## EXERCISE REQUIREMENTS
Pull every line of the entries that has the word "what".

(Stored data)
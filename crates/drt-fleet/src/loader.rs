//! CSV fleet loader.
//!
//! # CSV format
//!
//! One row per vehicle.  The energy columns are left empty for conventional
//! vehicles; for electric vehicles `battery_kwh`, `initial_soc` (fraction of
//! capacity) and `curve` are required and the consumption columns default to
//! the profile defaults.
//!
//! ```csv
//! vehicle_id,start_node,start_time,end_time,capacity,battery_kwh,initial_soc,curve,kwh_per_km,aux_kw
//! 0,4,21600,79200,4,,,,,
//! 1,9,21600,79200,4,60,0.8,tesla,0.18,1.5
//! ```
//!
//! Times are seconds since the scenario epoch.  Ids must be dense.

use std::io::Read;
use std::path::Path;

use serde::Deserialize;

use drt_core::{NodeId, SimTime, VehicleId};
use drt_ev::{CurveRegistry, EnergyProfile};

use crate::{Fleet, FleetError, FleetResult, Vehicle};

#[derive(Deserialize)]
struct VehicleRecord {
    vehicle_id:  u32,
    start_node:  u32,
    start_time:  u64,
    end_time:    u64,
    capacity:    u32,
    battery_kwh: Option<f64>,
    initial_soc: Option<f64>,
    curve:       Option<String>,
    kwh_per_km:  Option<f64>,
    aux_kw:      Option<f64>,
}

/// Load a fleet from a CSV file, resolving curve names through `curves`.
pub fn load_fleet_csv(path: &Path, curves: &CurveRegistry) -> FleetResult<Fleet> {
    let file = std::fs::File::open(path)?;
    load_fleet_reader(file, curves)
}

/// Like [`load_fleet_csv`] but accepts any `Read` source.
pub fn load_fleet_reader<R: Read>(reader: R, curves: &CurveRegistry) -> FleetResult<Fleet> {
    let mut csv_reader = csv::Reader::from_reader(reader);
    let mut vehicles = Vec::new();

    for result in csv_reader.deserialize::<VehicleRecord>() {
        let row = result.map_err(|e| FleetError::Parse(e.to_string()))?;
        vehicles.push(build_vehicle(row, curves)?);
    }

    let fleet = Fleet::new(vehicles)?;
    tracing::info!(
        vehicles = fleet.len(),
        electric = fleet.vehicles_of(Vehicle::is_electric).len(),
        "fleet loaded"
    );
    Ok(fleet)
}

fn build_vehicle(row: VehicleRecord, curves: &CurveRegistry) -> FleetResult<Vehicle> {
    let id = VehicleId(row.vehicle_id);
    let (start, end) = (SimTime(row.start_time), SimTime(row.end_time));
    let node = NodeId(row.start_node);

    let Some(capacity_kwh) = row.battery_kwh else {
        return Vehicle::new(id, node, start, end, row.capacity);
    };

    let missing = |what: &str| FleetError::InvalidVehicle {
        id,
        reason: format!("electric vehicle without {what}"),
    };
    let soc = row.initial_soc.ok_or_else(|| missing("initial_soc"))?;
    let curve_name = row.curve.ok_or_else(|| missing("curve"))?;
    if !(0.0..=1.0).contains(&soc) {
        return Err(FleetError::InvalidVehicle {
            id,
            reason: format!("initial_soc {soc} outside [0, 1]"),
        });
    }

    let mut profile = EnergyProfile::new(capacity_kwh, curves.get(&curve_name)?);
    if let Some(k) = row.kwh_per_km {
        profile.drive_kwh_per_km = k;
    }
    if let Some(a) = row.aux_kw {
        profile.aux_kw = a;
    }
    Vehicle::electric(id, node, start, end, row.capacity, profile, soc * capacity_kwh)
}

## SOLUTION BELOW
    let missing = |what: &str| FleetError::InvalidVehicle {
        reason: format!("electric vehicle without {what}"),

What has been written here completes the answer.